GQ magazine thinks that perhaps Sen. Rand Paul (R-KY), who sustained five badly broken ribs when he was attacked by a neighbor, had it coming.
"Rand Paul Sounds Like the Worst Guy to Have as a Neighbor," author Jack Moore writes. And a post on Twitter went even further, saying:
The men's fashion and style magazine doesn't really think the attack was motivated by politics. Paul suffered broken ribs and bruises to his lungs on Friday at his home in Bowling Green, Kentucky. Paul told police he was tackled from behind after the neighbor entered his property. And Gentleman's Quarterly isn't sure Paul didn't deserve that beatdown.
So, according to interviews conducted by the New York Times, it seems as though the root of the dispute between the two men is landscaping. Yep. Of all the possible causes for these two to dislike each other, it's the oldest neighborly issue in the book: "I don't like the way you take care of your lawn." Now, you might be wondering how that has anything to do with politics? Well, it turns out that Rand Paul is a bit of an asshole about his yard. ...

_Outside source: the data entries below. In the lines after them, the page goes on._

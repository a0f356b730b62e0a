// This Source Code Form is subject to the terms of the Mozilla Public
// License, v. 2.0. If a copy of the MPL was not distributed with this
// file, You can obtain one at https://mozilla.org/MPL/2.0/.

//! Collinear merge of wall candidates into continuous wall runs.
//!
//! A wall interrupted by doors and windows is drawn as several disjoint pairs
//! of parallel lines, so pairing yields one candidate per solid piece. This
//! module fuses candidates sharing a centerline back into one run and records
//! each interruption as an [`Opening`].
//!
//! Candidates are grouped by orientation, thickness class and centerline
//! position snapped to a coarse grid (absorbing survey noise). Within a group,
//! candidates are walked in axis order:
//!
//! | gap to running end                  | action                          |
//! |-------------------------------------|---------------------------------|
//! | `gap <= minOpeningGap`              | bridge, no opening              |
//! | `minOpeningGap < gap <= maxMergeGap`| record opening, extend run      |
//! | `gap > maxMergeGap`                 | close run, start a new one      |
//!
//! A gap beyond `maxMergeGap` is where a wall run legitimately ends; the next
//! candidate on that line belongs to a different wall.

use rustc_hash::FxHashMap;
use tracing::debug;

use crate::config::ReconstructionConfig;
use crate::types::{Opening, OpeningKind, Orientation, WallClass, WallSegment};

/// Grouping key: candidates with equal keys are nominally on one wall line.
#[derive(Debug, Clone, Copy, PartialEq, Eq, Hash, PartialOrd, Ord)]
struct CenterlineKey {
    orientation: Orientation,
    wall_class: WallClass,
    cell: i64,
}

impl CenterlineKey {
    fn of(wall: &WallSegment, snap: f64) -> Self {
        Self {
            orientation: wall.orientation,
            wall_class: wall.wall_class,
            cell: (wall.position() / snap).round() as i64,
        }
    }
}

/// Result of the merge stage
#[derive(Debug, Clone, Default)]
pub struct MergeOutcome {
    /// Merged walls, ordered by orientation, class, centerline and axis start
    pub walls: Vec<WallSegment>,
    /// Finished runs dropped for being shorter than the minimum wall length
    pub discarded_short: usize,
}

/// Provisional kind of a new gap opening; narrow gaps await the classifier.
pub fn provisional_kind(width: f64, config: &ReconstructionConfig) -> OpeningKind {
    if width >= config.door_width_threshold {
        OpeningKind::Door
    } else {
        OpeningKind::Unclassified
    }
}

/// Merge collinear candidates into wall runs with openings.
///
/// Running this on its own output returns the same walls.
pub fn merge_collinear(candidates: Vec<WallSegment>, config: &ReconstructionConfig) -> MergeOutcome {
    let mut groups: FxHashMap<CenterlineKey, Vec<WallSegment>> = FxHashMap::default();
    for wall in candidates {
        groups
            .entry(CenterlineKey::of(&wall, config.centerline_snap))
            .or_default()
            .push(wall);
    }

    let mut keys: Vec<CenterlineKey> = groups.keys().copied().collect();
    keys.sort();

    let mut outcome = MergeOutcome::default();
    for key in keys {
        let Some(mut group) = groups.remove(&key) else {
            continue;
        };
        group.sort_by(|a, b| {
            a.axis_start()
                .total_cmp(&b.axis_start())
                .then(a.axis_end().total_cmp(&b.axis_end()))
        });

        for run in split_runs(group, config) {
            let wall = run.finish();
            if wall.length() < config.min_wall_length {
                outcome.discarded_short += 1;
                continue;
            }
            outcome.walls.push(wall);
        }
    }

    debug!(
        walls = outcome.walls.len(),
        discarded_short = outcome.discarded_short,
        "merged collinear candidates"
    );
    outcome
}

/// Walk one axis-sorted group and cut it into runs.
fn split_runs(group: Vec<WallSegment>, config: &ReconstructionConfig) -> Vec<Run> {
    let mut runs = Vec::new();
    let mut current: Option<Run> = None;

    for wall in group {
        let Some(mut run) = current.take() else {
            current = Some(Run::start(wall));
            continue;
        };

        let gap = wall.axis_start() - run.end;
        if gap > config.max_merge_gap {
            runs.push(run);
            current = Some(Run::start(wall));
            continue;
        }

        let opening = (gap > config.min_opening_gap)
            .then(|| Opening::new(run.end, wall.axis_start(), provisional_kind(gap, config)));
        run.absorb(wall, opening);
        current = Some(run);
    }

    runs.extend(current);
    runs
}

/// A wall run under construction
struct Run {
    members: Vec<WallSegment>,
    gap_openings: Vec<Opening>,
    end: f64,
}

impl Run {
    fn start(wall: WallSegment) -> Self {
        Self {
            end: wall.axis_end(),
            members: vec![wall],
            gap_openings: Vec::new(),
        }
    }

    fn absorb(&mut self, wall: WallSegment, opening: Option<Opening>) {
        self.gap_openings.extend(opening);
        self.end = self.end.max(wall.axis_end());
        self.members.push(wall);
    }

    fn finish(mut self) -> WallSegment {
        if self.members.len() == 1 {
            return self.members.remove(0);
        }

        let first = &self.members[0];
        let (orientation, wall_class) = (first.orientation, first.wall_class);
        let start = first.axis_start();

        // Length-weighted centerline and thickness
        let mut weight = 0.0;
        let mut position = 0.0;
        let mut thickness = 0.0;
        for member in &self.members {
            let w = member.length();
            weight += w;
            position += member.position() * w;
            thickness += member.thickness_measured * w;
        }
        let (position, thickness) = if weight > 0.0 {
            (position / weight, thickness / weight)
        } else {
            (first.position(), first.thickness_measured)
        };

        let mut wall =
            WallSegment::axis_aligned(orientation, position, start, self.end, thickness, wall_class);

        let mut openings = self.gap_openings;
        for member in self.members {
            openings.extend(member.openings);
            wall.sources.extend(member.sources);
        }
        openings.sort_by(|a, b| a.span_start.total_cmp(&b.span_start));
        wall.openings = openings;
        wall
    }
}
// This Source Code Form is subject to the terms of the Mozilla Public
// License, v. 2.0. If a copy of the MPL was not distributed with this
// file, You can obtain one at https://mozilla.org/MPL/2.0/.

//! Geometry normalization: orientation classification and curve cleanup

use tracing::debug;

use crate::arena::LineArena;
use crate::types::{ClassifiedLine, Orientation, RawArc, RawCurve, RawLine};

/// A line counts as axis-aligned when its off-axis extent is at most this
/// fraction of its length.
pub const AXIS_RATIO: f64 = 0.05;

/// Relative slack on the axis test so lines built exactly on the ratio stay
/// axis-aligned despite rounding in the length computation.
const AXIS_RATIO_EPSILON: f64 = 1e-9;

/// Shorter curves are treated as zero-length
const DEGENERATE_LENGTH: f64 = 1e-9;

/// Counts from the normalization stage
#[derive(Debug, Clone, Copy, Default, PartialEq, Eq)]
pub struct NormalizeStats {
    pub input_curves: usize,
    pub skipped_degenerate: usize,
    pub skipped_short: usize,
    pub diagonal_lines: usize,
}

/// Retained geometry of one drawing
#[derive(Debug, Clone, Default)]
pub struct NormalizedGeometry {
    pub lines: LineArena,
    pub arcs: Vec<RawArc>,
    pub stats: NormalizeStats,
}

/// Classify a line as horizontal, vertical or diagonal (inclusive boundary).
pub fn classify_orientation(line: &RawLine) -> Orientation {
    let dx = (line.end.x - line.start.x).abs();
    let dy = (line.end.y - line.start.y).abs();
    let limit = line.length() * (AXIS_RATIO + AXIS_RATIO_EPSILON);

    if dy <= limit {
        Orientation::Horizontal
    } else if dx <= limit {
        Orientation::Vertical
    } else {
        Orientation::Diagonal
    }
}

/// Normalize raw curves: drop degenerate and short ones, classify lines.
///
/// Never fails; rejected curves are only counted and logged.
pub fn normalize(curves: &[RawCurve], min_line_length: f64) -> NormalizedGeometry {
    let mut stats = NormalizeStats {
        input_curves: curves.len(),
        ..Default::default()
    };
    let mut lines = Vec::new();
    let mut arcs = Vec::new();

    for (index, curve) in curves.iter().enumerate() {
        match curve {
            RawCurve::Line(line) => {
                if !line.start.is_finite() || !line.end.is_finite() {
                    debug!(index, "skipping line with non-finite coordinates");
                    stats.skipped_degenerate += 1;
                    continue;
                }
                let length = line.length();
                if length < DEGENERATE_LENGTH {
                    debug!(index, "skipping zero-length line");
                    stats.skipped_degenerate += 1;
                    continue;
                }
                if length < min_line_length {
                    stats.skipped_short += 1;
                    continue;
                }

                let orientation = classify_orientation(line);
                if orientation == Orientation::Diagonal {
                    stats.diagonal_lines += 1;
                }
                lines.push(ClassifiedLine {
                    start: line.start,
                    end: line.end,
                    length,
                    orientation,
                });
            }
            RawCurve::Arc(arc) => {
                if !arc.is_finite() || arc.radius <= 0.0 {
                    debug!(index, radius = arc.radius, "skipping degenerate arc");
                    stats.skipped_degenerate += 1;
                    continue;
                }
                let length = arc.length();
                if !length.is_finite() || length < DEGENERATE_LENGTH {
                    debug!(index, "skipping zero-length arc");
                    stats.skipped_degenerate += 1;
                    continue;
                }
                if length < min_line_length {
                    stats.skipped_short += 1;
                    continue;
                }
                arcs.push(*arc);
            }
        }
    }

    debug!(
        lines = lines.len(),
        arcs = arcs.len(),
        degenerate = stats.skipped_degenerate,
        short = stats.skipped_short,
        "normalized geometry"
    );

    NormalizedGeometry {
        lines: LineArena::new(lines),
        arcs,
        stats,
    }
}
// This Source Code Form is subject to the terms of the Mozilla Public
// License, v. 2.0. If a copy of the MPL was not distributed with this
// file, You can obtain one at https://mozilla.org/MPL/2.0/.

//! Index-based storage for the classified lines of one reconstruction run.
//!
//! Lines are immutable once classified. Whether a line has been folded into a
//! wall is tracked in a parallel flag array owned by the arena, so the pairing
//! stage mutates only that array and never the line data itself.

use serde::{Deserialize, Serialize};

use crate::types::{ClassifiedLine, Orientation};

/// Stable index of a line inside a [`LineArena`].
#[derive(Debug, Clone, Copy, PartialEq, Eq, Hash, PartialOrd, Ord, Serialize, Deserialize)]
pub struct LineId(pub usize);

/// Owner of all classified lines of a run plus their consumption state.
#[derive(Debug, Clone, Default)]
pub struct LineArena {
    lines: Vec<ClassifiedLine>,
    consumed: Vec<bool>,
}

impl LineArena {
    pub fn new(lines: Vec<ClassifiedLine>) -> Self {
        let consumed = vec![false; lines.len()];
        Self { lines, consumed }
    }

    pub fn len(&self) -> usize {
        self.lines.len()
    }

    pub fn is_empty(&self) -> bool {
        self.lines.is_empty()
    }

    pub fn get(&self, id: LineId) -> &ClassifiedLine {
        &self.lines[id.0]
    }

    pub fn lines(&self) -> &[ClassifiedLine] {
        &self.lines
    }

    pub fn is_consumed(&self, id: LineId) -> bool {
        self.consumed[id.0]
    }

    /// Mark a line as folded into a wall.
    ///
    /// Returns `false` if it was already consumed.
    pub fn consume(&mut self, id: LineId) -> bool {
        !std::mem::replace(&mut self.consumed[id.0], true)
    }

    pub fn consumed_count(&self) -> usize {
        self.consumed.iter().filter(|c| **c).count()
    }

    /// Ids of all lines with the given orientation, in insertion order
    pub fn ids_with_orientation(&self, orientation: Orientation) -> Vec<LineId> {
        self.lines
            .iter()
            .enumerate()
            .filter(|(_, line)| line.orientation == orientation)
            .map(|(i, _)| LineId(i))
            .collect()
    }
}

The piece cites the Times story, which said "Competing explanations of the origins of the drama cited stray yard clippings, newly planted saplings and unraked leaves."
So, let's read between the lines a bit here. Rand Paul is an asshole neighbor. He bought a house in a neighborhood that has certain rules with regard to lawns, and he decided that he doesn't need to follow those rules because of his belief in "property rights" that don't actually exist. This is, at its core, the problem with libertarianism. Libertarians don't want to follow the rules that we as a society have agreed upon, because they feel those rules step on their freedoms. And sometimes they might even be right, but that doesn't mean that they are above those rules and can do whatever they want.
The magazine says the alleged attacker, Rene Boucher, is a Democrat and "was also an asshole, who cared way too much about what his neighbor's yard looked like." Moore says he doesn't want to "excuse the other side of this."
But the thrust of the piece is that Paul acted as if he was "above those rules," so, maybe, just maybe, he had it coming.